Only a number is wanted: how many lines in the listing contain the word "PartialEq"?

TASK MATERIAL
+++
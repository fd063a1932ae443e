//! Error handler for converting AppError to HTTP responses.
//!
//! Clients only ever see the status code. The error itself, with its cause
//! chain, stays in the server log.

use axum::{
    extract::rejection::JsonRejection,
    http::StatusCode,
    response::{IntoResponse, Response},
};

use crate::error::{AppError, ErrorKind};

impl IntoResponse for AppError {
    /// Converts an AppError into a body-less HTTP response.
    ///
    /// # Status Code Mapping
    /// - NotFound → 404 NOT_FOUND
    /// - Conflict → 409 CONFLICT
    /// - BadRequest → 400 BAD_REQUEST
    /// - Internal → 500 INTERNAL_SERVER_ERROR
    fn into_response(self) -> Response {
        let status = error_to_status_code(&self);
        if status.is_server_error() {
            tracing::error!(error = ?self, "request failed");
        } else {
            tracing::debug!(error = %self, "request rejected");
        }
        status.into_response()
    }
}

/// Maps an error kind to its HTTP status code.
pub fn kind_to_status_code(kind: ErrorKind) -> StatusCode {
    match kind {
        ErrorKind::NotFound => StatusCode::NOT_FOUND,
        ErrorKind::Conflict => StatusCode::CONFLICT,
        ErrorKind::BadRequest => StatusCode::BAD_REQUEST,
        ErrorKind::Internal => StatusCode::INTERNAL_SERVER_ERROR,
    }
}

/// Maps an AppError variant to its corresponding HTTP status code.
pub fn error_to_status_code(error: &AppError) -> StatusCode {
    kind_to_status_code(error.kind())
}

/// Converts an axum JSON rejection into a bad request.
///
/// Syntax errors, type mismatches, a missing content type and unreadable
/// bodies are all reported as 400.
pub fn handle_json_rejection(rejection: JsonRejection) -> AppError {
    AppError::bad_request(rejection.body_text())
}
//! CLI argument parsing with clap
//!
//! This module defines the command-line interface structure using clap,
//! including all commands, arguments, and their documentation.

use std::path::PathBuf;

use clap::{Parser, Subcommand, ValueEnum};

/// HTTP API for registering and reading person records
#[derive(Parser, Debug)]
#[command(name = "persons-rs")]
#[command(about = "HTTP API for registering and reading person records")]
#[command(long_about = "
persons-rs serves a small JSON API for person records stored in PostgreSQL.

EXAMPLES:
    # Start the server with the layered configuration in ./config
    persons-rs serve

    # Start server on custom host and port
    persons-rs serve --host 0.0.0.0 --port 8080

    # Use a single configuration file
    persons-rs --config /etc/persons/config.yaml serve

    # Production tier with quiet logging
    persons-rs --env prod --quiet serve

    # Check configuration without starting server
    persons-rs serve --dry-run

    # Apply, preview or undo schema migrations
    persons-rs migrate
    persons-rs migrate --dry-run
    persons-rs migrate --rollback 1
    persons-rs migrate --reset

The database password is read from the DB_PASSWORD environment variable.
")]
#[command(version = crate::clap_long_version())]
pub struct Cli {
    /// Subcommand to execute (defaults to `serve`)
    #[command(subcommand)]
    pub command: Option<Commands>,

    /// Configuration file path
    ///
    /// Load this YAML file instead of the layered files in the
    /// configuration directory. Environment overrides still apply.
    #[arg(short, long, value_name = "FILE", value_parser = super::validation::validate_config_file_path)]
    pub config: Option<PathBuf>,

    /// Override the deployment tier (otherwise PERSONS_APP_ENV, then local)
    #[arg(short, long, value_enum)]
    pub env: Option<Environment>,

    /// Enable verbose logging (debug level)
    #[arg(short, long)]
    pub verbose: bool,

    /// Only log errors
    #[arg(short, long, conflicts_with = "verbose")]
    pub quiet: bool,
}

/// Available subcommands
#[derive(Subcommand, Debug, Clone, PartialEq, Eq)]
pub enum Commands {
    /// Start the web server (default)
    ///
    /// Examples:
    ///   persons-rs serve                           # Start with defaults
    ///   persons-rs serve --host 0.0.0.0 --port 80 # Bind to all interfaces on port 80
    ///   persons-rs serve --dry-run                 # Validate config without starting
    Serve {
        /// Host address to bind to
        #[arg(long, value_name = "ADDRESS", value_parser = super::validation::validate_host_address)]
        host: Option<String>,

        /// Port number to listen on
        #[arg(short, long, value_name = "PORT", value_parser = super::validation::validate_port)]
        port: Option<u16>,

        /// Validate configuration and exit
        #[arg(long)]
        dry_run: bool,
    },
    /// Database migration operations
    ///
    /// Without flags, applies every pending migration.
    Migrate {
        /// Show pending migrations without applying
        #[arg(long, conflicts_with_all = ["rollback", "reset"])]
        dry_run: bool,

        /// Revert the given number of most recent migrations
        #[arg(long, value_name = "STEPS", conflicts_with = "reset", value_parser = super::validation::validate_rollback_steps)]
        rollback: Option<u32>,

        /// Revert every migration, then apply them all again (drops all data)
        #[arg(long)]
        reset: bool,
    },
}

/// Deployment tier as accepted on the command line
#[derive(ValueEnum, Clone, Copy, Debug, PartialEq, Eq)]
pub enum Environment {
    #[value(name = "local")]
    Local,
    #[value(name = "development", alias = "dev")]
    Development,
    #[value(name = "production", alias = "prod")]
    Production,
}

impl From<Environment> for crate::config::Environment {
    fn from(env: Environment) -> Self {
        match env {
            Environment::Local => crate::config::Environment::Local,
            Environment::Development => crate::config::Environment::Development,
            Environment::Production => crate::config::Environment::Production,
        }
    }
}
+++
RESPONSE AREA
2